▸ **PROBLEM**
Tell how many lines in the data below contain "renderable", using one number as the whole reply.

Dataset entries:
=== Begin Enclosure ===

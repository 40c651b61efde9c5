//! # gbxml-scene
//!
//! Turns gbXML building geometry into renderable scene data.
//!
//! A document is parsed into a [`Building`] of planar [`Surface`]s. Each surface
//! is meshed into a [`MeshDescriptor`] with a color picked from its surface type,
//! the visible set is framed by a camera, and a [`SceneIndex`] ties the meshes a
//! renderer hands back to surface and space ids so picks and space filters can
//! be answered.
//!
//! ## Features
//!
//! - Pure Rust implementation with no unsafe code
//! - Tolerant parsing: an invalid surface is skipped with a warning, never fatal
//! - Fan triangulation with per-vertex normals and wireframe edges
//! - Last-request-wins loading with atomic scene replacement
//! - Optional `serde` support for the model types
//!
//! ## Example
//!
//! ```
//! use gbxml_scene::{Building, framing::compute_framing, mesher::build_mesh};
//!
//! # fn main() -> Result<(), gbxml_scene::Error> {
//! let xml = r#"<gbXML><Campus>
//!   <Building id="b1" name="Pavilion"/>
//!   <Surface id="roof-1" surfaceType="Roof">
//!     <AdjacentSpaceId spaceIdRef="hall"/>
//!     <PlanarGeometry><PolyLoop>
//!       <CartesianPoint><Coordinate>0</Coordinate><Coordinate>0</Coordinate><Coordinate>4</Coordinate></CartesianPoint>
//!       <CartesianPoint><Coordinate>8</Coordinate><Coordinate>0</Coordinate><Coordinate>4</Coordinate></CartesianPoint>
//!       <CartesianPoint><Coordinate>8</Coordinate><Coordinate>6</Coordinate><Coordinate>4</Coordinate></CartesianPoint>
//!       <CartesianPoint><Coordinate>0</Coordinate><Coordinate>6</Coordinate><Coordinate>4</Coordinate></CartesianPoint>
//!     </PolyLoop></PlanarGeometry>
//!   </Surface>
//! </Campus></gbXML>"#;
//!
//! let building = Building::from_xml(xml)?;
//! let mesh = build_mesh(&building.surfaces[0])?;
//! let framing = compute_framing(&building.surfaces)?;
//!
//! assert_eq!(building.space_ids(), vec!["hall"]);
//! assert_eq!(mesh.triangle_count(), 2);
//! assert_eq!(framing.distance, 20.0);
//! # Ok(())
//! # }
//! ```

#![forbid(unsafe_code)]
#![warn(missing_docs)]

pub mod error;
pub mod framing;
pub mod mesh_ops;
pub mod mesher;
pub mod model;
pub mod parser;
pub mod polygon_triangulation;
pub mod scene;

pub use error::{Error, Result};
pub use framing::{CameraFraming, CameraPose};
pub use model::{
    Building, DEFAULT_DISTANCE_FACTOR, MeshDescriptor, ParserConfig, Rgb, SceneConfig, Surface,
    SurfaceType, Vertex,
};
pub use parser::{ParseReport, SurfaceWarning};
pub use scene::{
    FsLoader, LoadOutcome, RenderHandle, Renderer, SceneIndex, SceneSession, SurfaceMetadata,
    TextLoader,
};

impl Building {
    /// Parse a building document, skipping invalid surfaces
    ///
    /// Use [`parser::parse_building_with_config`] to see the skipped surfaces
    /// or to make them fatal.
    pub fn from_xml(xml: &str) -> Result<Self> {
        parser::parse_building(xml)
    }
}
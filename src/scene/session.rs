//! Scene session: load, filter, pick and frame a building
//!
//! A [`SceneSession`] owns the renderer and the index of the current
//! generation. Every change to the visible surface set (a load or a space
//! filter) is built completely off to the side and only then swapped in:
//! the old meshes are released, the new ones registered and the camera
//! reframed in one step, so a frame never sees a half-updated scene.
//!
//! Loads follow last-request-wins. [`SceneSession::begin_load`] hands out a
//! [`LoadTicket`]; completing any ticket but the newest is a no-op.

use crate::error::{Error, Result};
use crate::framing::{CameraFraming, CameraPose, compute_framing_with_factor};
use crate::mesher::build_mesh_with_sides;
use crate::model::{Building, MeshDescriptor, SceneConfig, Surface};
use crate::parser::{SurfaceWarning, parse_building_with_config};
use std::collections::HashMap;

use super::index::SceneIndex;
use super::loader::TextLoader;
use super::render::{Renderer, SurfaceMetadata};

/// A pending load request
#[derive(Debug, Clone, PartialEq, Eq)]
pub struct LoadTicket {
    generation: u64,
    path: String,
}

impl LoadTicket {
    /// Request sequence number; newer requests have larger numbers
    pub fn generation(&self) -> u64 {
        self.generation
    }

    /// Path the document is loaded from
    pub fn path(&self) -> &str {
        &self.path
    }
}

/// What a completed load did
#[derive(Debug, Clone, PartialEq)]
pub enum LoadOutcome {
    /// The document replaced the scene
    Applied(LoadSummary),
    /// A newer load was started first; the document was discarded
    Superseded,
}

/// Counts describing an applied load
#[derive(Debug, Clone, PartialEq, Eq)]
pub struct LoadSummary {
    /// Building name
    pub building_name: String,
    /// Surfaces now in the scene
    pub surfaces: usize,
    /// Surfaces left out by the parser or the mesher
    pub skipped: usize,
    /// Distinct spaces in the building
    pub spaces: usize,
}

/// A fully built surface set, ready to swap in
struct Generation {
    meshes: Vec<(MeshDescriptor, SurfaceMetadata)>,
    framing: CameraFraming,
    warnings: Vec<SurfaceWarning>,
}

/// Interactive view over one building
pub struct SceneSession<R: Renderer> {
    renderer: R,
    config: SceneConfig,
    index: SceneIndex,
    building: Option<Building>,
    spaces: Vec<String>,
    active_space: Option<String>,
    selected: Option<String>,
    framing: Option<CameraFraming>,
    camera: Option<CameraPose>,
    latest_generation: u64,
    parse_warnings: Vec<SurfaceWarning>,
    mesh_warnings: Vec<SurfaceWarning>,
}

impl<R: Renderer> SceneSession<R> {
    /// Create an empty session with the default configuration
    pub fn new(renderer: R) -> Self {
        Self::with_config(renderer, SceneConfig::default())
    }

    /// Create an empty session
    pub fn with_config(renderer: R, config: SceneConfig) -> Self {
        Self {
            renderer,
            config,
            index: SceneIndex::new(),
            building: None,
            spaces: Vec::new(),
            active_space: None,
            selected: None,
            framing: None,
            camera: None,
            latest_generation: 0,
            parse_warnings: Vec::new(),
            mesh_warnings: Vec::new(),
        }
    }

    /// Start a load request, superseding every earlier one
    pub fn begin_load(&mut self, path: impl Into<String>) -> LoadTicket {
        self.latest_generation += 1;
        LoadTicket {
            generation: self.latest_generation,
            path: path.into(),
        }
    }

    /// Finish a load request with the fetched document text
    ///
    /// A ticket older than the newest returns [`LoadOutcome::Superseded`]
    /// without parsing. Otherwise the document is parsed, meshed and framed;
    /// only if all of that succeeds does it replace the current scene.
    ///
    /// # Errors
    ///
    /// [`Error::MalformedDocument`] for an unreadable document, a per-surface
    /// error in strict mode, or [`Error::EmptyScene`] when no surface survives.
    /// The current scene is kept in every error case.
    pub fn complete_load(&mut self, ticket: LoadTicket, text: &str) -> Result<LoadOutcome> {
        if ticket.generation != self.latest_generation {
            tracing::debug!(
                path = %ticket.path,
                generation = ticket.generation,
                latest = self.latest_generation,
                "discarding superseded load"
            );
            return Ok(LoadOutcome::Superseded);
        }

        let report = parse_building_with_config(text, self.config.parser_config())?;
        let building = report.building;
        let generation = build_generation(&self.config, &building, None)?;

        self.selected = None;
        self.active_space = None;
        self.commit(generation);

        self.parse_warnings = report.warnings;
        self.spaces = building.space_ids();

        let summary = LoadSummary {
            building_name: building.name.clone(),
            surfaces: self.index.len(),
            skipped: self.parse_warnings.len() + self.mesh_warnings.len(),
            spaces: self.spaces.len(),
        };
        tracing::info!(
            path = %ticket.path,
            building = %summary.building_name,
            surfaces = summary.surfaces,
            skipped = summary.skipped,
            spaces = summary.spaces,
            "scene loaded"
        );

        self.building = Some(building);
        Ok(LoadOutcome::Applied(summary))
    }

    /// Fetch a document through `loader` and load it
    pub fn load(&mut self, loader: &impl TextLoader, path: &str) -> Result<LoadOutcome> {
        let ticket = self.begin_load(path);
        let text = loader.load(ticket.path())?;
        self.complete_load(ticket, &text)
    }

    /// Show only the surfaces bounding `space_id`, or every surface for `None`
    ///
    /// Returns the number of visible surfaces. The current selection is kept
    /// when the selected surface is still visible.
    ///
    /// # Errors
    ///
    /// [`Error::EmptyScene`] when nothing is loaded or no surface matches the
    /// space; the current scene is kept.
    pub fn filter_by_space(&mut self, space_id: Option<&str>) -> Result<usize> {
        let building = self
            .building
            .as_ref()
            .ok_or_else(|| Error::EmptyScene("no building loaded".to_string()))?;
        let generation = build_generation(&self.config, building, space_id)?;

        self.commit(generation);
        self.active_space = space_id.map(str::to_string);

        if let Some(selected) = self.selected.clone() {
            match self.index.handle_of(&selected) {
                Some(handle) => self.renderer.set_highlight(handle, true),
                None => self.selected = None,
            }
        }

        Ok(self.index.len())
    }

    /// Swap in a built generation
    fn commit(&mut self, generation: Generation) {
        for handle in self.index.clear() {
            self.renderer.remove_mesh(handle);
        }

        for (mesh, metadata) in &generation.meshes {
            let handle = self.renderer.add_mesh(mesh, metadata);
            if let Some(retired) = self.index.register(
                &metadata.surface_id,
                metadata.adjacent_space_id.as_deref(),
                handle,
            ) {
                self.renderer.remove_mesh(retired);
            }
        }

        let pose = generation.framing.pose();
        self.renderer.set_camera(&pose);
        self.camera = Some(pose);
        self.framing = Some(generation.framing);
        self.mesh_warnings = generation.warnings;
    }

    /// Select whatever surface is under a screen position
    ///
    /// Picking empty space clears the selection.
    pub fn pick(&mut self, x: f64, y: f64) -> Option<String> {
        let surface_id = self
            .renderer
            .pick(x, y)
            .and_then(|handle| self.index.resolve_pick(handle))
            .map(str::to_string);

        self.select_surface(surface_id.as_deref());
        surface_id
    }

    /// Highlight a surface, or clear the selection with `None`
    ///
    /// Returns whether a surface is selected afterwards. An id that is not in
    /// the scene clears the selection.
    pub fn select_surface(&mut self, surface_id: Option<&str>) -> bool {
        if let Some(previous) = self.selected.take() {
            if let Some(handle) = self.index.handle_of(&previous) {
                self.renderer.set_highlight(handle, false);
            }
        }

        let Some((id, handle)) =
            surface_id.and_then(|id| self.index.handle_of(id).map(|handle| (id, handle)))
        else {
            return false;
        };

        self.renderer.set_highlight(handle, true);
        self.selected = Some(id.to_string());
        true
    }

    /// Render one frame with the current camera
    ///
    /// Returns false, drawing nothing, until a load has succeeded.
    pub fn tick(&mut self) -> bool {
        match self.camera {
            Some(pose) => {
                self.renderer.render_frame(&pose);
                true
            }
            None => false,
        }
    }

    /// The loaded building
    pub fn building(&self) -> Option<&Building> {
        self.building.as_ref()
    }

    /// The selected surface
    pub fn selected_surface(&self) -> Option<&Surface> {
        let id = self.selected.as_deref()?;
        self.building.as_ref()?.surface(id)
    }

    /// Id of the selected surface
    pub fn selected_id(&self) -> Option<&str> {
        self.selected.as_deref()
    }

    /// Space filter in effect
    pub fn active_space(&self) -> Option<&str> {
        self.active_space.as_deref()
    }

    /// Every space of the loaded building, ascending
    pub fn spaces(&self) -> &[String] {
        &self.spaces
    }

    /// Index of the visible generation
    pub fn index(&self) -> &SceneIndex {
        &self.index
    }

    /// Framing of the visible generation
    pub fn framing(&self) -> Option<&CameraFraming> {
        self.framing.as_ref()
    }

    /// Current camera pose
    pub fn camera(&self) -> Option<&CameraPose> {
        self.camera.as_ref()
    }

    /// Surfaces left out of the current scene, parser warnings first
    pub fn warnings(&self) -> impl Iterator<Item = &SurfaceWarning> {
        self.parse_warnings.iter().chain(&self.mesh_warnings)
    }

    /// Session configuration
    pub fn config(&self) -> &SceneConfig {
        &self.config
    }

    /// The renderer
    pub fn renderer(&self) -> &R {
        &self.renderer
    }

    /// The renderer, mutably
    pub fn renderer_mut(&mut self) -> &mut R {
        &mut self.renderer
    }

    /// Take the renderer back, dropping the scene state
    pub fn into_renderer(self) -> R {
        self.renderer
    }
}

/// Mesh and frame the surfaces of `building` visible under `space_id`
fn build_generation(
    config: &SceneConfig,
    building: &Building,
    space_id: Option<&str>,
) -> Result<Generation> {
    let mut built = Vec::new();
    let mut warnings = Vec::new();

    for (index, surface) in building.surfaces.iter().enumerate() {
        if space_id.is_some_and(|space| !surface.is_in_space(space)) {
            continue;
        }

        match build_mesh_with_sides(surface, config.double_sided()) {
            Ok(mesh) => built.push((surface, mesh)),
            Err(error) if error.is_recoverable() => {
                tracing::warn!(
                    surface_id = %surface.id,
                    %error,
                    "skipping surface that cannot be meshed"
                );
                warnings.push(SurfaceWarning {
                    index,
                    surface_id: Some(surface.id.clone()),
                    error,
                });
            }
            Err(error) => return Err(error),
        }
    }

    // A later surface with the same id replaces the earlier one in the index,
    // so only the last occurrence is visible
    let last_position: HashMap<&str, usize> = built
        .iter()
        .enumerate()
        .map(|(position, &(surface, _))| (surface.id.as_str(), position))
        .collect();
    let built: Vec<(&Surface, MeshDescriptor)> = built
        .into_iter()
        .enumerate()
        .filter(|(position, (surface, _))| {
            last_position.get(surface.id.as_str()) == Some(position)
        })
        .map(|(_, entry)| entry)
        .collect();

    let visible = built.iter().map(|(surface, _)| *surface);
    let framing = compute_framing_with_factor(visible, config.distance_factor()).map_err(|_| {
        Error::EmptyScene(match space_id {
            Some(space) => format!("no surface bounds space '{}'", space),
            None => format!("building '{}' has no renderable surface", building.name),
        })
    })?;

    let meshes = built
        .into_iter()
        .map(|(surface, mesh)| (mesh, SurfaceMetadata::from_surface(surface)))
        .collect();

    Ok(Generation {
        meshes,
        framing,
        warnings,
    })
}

=== End Enclosure ===

▸ **RESPONSE TO THE TASK**
2